Conditions of Teaching and Research in Economics: Some Preliminary Findings

S. M. Naseem, S K. Qureshi, Rehana Seddiqui


This paper reports onthe preliminary findings of a study
initiated two years ago, at the initiative of the P.LD.E. to review the
problems of teaching and research in economics and related subjects
(ERS)! during the last two decades. The need for such a study has been
felt for some time not only because of the common perception of
declining standards in higher education generally and, economics, in
particular, but also from the perceived competition economics has faced
from other disciplines, especially business studies and computer science
as a passport to the job market.
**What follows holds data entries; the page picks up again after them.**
//! Selection strategies for the GA.
//!
//! Selection determines which individuals are chosen as parents for
//! crossover. Different strategies provide different selection pressure.
//!
//! # References
//!
//! - Blickle & Thiele (1996), "A Comparison of Selection Schemes used in
//!   Evolutionary Algorithms"
//! - Goldberg & Deb (1991), "A Comparative Analysis of Selection Schemes
//!   Used in Genetic Algorithms"

use super::types::Individual;
use rand::Rng;
use std::cmp::Ordering;

#[cfg(feature = "serde")]
use serde::{Deserialize, Serialize};

/// Selection strategy for choosing parents.
///
/// All strategies assume **maximization** (higher fitness = better).
///
/// # Examples
///
/// ```
/// use evogrid::ga::Selection;
///
/// // Tournament with size 3 (moderate selection pressure)
/// let sel = Selection::Tournament(3);
///
/// // Roulette wheel (fitness-proportionate)
/// let sel = Selection::Roulette;
/// ```
#[derive(Debug, Clone, Copy, PartialEq, Eq)]
#[cfg_attr(feature = "serde", derive(Serialize, Deserialize), serde(rename_all = "snake_case"))]
pub enum Selection {
    /// Tournament selection: pick `k` individuals at random, select the best.
    ///
    /// Ties go to the individual born in the earlier generation.
    /// Higher `k` = stronger selection pressure.
    ///
    /// # Complexity
    /// O(k) per selection
    Tournament(usize),

    /// Fitness-proportionate (roulette wheel) selection.
    ///
    /// Weights are fitness shifted by the minimum finite fitness, so
    /// negative scores work. Individuals carrying the failure sentinel get
    /// zero weight unless every individual failed.
    ///
    /// # Complexity
    /// O(n) per selection (linear scan)
    Roulette,

    /// Rank-based selection.
    ///
    /// Individuals are sorted by quality and selection probability is
    /// proportional to rank position, not raw fitness value.
    ///
    /// Reference: Baker (1985), "Adaptive Selection Methods for Genetic
    /// Algorithms"
    ///
    /// # Complexity
    /// O(n log n) per selection (sort)
    Rank,
}

impl Default for Selection {
    fn default() -> Self {
        Selection::Tournament(3)
    }
}

impl Selection {
    /// Select a parent index from the population.
    ///
    /// # Panics
    /// Panics if `population` is empty.
    pub fn select<R: Rng>(&self, population: &[Individual], rng: &mut R) -> usize {
        assert!(
            !population.is_empty(),
            "cannot select from empty population"
        );

        match self {
            Selection::Tournament(k) => tournament(population, *k, rng),
            Selection::Roulette => roulette(population, rng),
            Selection::Rank => rank(population, rng),
        }
    }

    /// Selects `n` parent indices, in draw order.
    pub fn select_many<R: Rng>(&self, population: &[Individual], n: usize, rng: &mut R) -> Vec<usize> {
        (0..n).map(|_| self.select(population, rng)).collect()
    }
}

/// Tournament selection: pick k random individuals, return best.
fn tournament<R: Rng>(population: &[Individual], k: usize, rng: &mut R) -> usize {
    let k = k.max(1);
    let n = population.len();

    let mut best_idx = rng.random_range(0..n);
    for _ in 1..k {
        let idx = rng.random_range(0..n);
        if population[idx].compare(&population[best_idx]) == Ordering::Greater {
            best_idx = idx;
        }
    }
    best_idx
}

/// Roulette wheel selection on min-shifted fitness.
fn roulette<R: Rng>(population: &[Individual], rng: &mut R) -> usize {
    let n = population.len();
    if n == 1 {
        return 0;
    }

    let fitnesses: Vec<f64> = population.iter().map(Individual::fitness_or_worst).collect();
    let min_finite = fitnesses
        .iter()
        .copied()
        .filter(|f| f.is_finite())
        .fold(f64::INFINITY, f64::min);

    let epsilon = 1e-10;
    let weights: Vec<f64> = fitnesses
        .iter()
        .map(|&f| if f.is_finite() { f - min_finite + epsilon } else { 0.0 })
        .collect();

    let total: f64 = weights.iter().sum();
    if !total.is_finite() || total <= 0.0 {
        return rng.random_range(0..n);
    }

    let threshold = rng.random_range(0.0..total);
    let mut cumulative = 0.0;
    for (i, &w) in weights.iter().enumerate() {
        cumulative += w;
        if cumulative > threshold {
            return i;
        }
    }

    // Floating-point fallback: last individual with positive weight.
    weights.iter().rposition(|&w| w > 0.0).unwrap_or(n - 1)
}

/// Rank-based selection using linear ranking.
///
/// Individuals are sorted best first, then selection probability is
/// proportional to `n - rank`.
fn rank<R: Rng>(population: &[Individual], rng: &mut R) -> usize {
    let n = population.len();
    if n == 1 {
        return 0;
    }

    let mut order: Vec<usize> = (0..n).collect();
    order.sort_by(|&a, &b| population[b].compare(&population[a]));

    let total: f64 = (n * (n + 1)) as f64 / 2.0;
    let threshold = rng.random_range(0.0..total);
    let mut cumulative = 0.0;

    for (rank, &original_idx) in order.iter().enumerate() {
        cumulative += (n - rank) as f64;
        if cumulative > threshold {
            return original_idx;
        }
    }

    order[n - 1]
}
After having enjoyed a relatively
robust period of growth in the 1960s largely through the assistance of
foreign donors such as the Ford Foundation, ERS in Pakistan have
suffered in their development not only from the comparative paucity of
resources allocated to them, but also as a result of an adverse change
in the perceptions about the primacy of their usefulness for policy
purposes. The demand for economics has also suffered some decline as a
result of the diminished importance of the public sector and of planned
development during the last two decades. While special branches of
economics, such as finance, project evaluation, transport and energy
economics have shown increased demand, mainly in the private sector or
donor-related institutions, the demand for general economic analysts is
not as strong as in the past and does not provide many gainful
opportunities for professional advancement. Due to the continued
disadvantage in terms of salaries and other rewards, the academic
profession, remains unattractive.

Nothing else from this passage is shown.